Please report how many lines in the records below contain "iter". Reply with the number alone.

(Beginning of Record excerpts)

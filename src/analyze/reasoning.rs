//! Reasoning extractor: picks the most explanatory original sentences for a
//! given recommendation.
//!
//! Works on the raw text independently of the sentiment scores, with its own
//! recommendation-specific keyword lists. Sentences that talk about analysts
//! or recommendations are skipped so the justification does not just echo
//! someone else's call.

use once_cell::sync::Lazy;
use regex::Regex;
use serde::Serialize;

use super::normalize::{split_sentences, Sentence};
use crate::decision::Recommendation;

/// Returned when no sentence survives filtering.
pub const FALLBACK_REASONING: &str =
    "Based on the overall sentiment analysis of available information.";

/// How many sentences make it into the justification.
pub const MAX_REASONING_SENTENCES: usize = 3;

const BUY_REASON_KEYWORDS: &[&str] = &[
    "growth", "rally", "increase", "positive", "rise", "milestone", "outperform", "bullish",
    "dominance", "valuable", "optimistic", "boom", "profit", "strong", "beat", "exceed", "gain",
    "upside", "trillion", "high", "record", "success", "innovation", "leader",
];

const SELL_REASON_KEYWORDS: &[&str] = &[
    "decline", "drop", "decrease", "negative", "fall", "concern", "underperform", "bearish",
    "risk", "weak", "downgrade", "loss", "trouble", "plummet", "challenge", "struggle",
    "pressure", "disappointing", "slowdown", "overvalued", "expensive", "low",
];

const HOLD_REASON_KEYWORDS: &[&str] = &[
    "stable", "maintain", "neutral", "balanced", "mixed", "uncertain", "volatile", "steady",
    "wait", "cautious", "fair", "moderate", "patience", "consolidation", "unchanged", "flat",
];

const FACT_INDICATORS: &[&str] = &[
    "achieved", "reported", "announced", "launched", "grew by", "increased by", "decreased by",
    "fell by", "percent", "%", "billion", "million", "trillion", "market cap",
];

/// Sentences mentioning any of these are never used as reasoning.
const EXCLUDED_TERMS: &[&str] = &["analyst", "recommendation", "recommend"];

const KEYWORD_POINTS: u32 = 2;
const FACT_POINTS: u32 = 3;
const NUMBER_POINTS: u32 = 2;
const COMPANY_POINTS: u32 = 3;

/// Sentences need more than this many words to qualify.
const MIN_WORDS_EXCLUSIVE: usize = 3;

static DIGIT: Lazy<Regex> = Lazy::new(|| Regex::new(r"\d").expect("digit regex"));
static COMPANY_REF: Lazy<Regex> = Lazy::new(|| {
    Regex::new(r"company|stock|shares|market|corporation|inc\.?|ltd\.?").expect("company regex")
});

fn keywords_for(recommendation: Recommendation) -> &'static [&'static str] {
    match recommendation {
        Recommendation::Buy => BUY_REASON_KEYWORDS,
        Recommendation::Sell => SELL_REASON_KEYWORDS,
        Recommendation::Hold => HOLD_REASON_KEYWORDS,
    }
}

/// A sentence that passed filtering, with its explanatory score.
#[derive(Debug, Clone, PartialEq, Eq, Serialize)]
pub struct RankedSentence {
    pub index: usize,
    pub text: String,
    pub score: u32,
}

/// Filter, score and sort candidate sentences: score descending, then
/// original position ascending.
pub fn rank_sentences(text: &str, recommendation: Recommendation) -> Vec<RankedSentence> {
    let keywords = keywords_for(recommendation);
    let mut ranked: Vec<RankedSentence> = split_sentences(text)
        .iter()
        .filter_map(|s| score_candidate(s, keywords))
        .collect();
    ranked.sort_by(|a, b| b.score.cmp(&a.score).then(a.index.cmp(&b.index)));
    ranked
}

/// Join the top sentences into the justification string.
pub fn extract_reasoning(text: &str, recommendation: Recommendation) -> String {
    compose(&rank_sentences(text, recommendation))
}

/// Build the justification from an already ranked list.
pub fn compose(ranked: &[RankedSentence]) -> String {
    if ranked.is_empty() {
        return FALLBACK_REASONING.to_string();
    }
    ranked
        .iter()
        .take(MAX_REASONING_SENTENCES)
        .map(|r| r.text.as_str())
        .collect::<Vec<_>>()
        .join(" ")
}

fn score_candidate(sentence: &Sentence<'_>, keywords: &[&str]) -> Option<RankedSentence> {
    let trimmed = sentence.text.trim();
    if trimmed.starts_with('.') || trimmed.split_whitespace().count() <= MIN_WORDS_EXCLUSIVE {
        return None;
    }

    let lower = sentence.lower();
    if EXCLUDED_TERMS.iter().any(|t| lower.contains(t)) {
        return None;
    }

    let present = |list: &[&str]| list.iter().filter(|k| lower.contains(*k)).count() as u32;

    let mut score = present(keywords) * KEYWORD_POINTS + present(FACT_INDICATORS) * FACT_POINTS;
    if DIGIT.is_match(trimmed) {
        score += NUMBER_POINTS;
    }
    if COMPANY_REF.is_match(&lower) {
        score += COMPANY_POINTS;
    }

    Some(RankedSentence {
        index: sentence.index,
        text: trimmed.to_string(),
        score,
    })
}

(End of Record excerpts)

Response to the exercise
4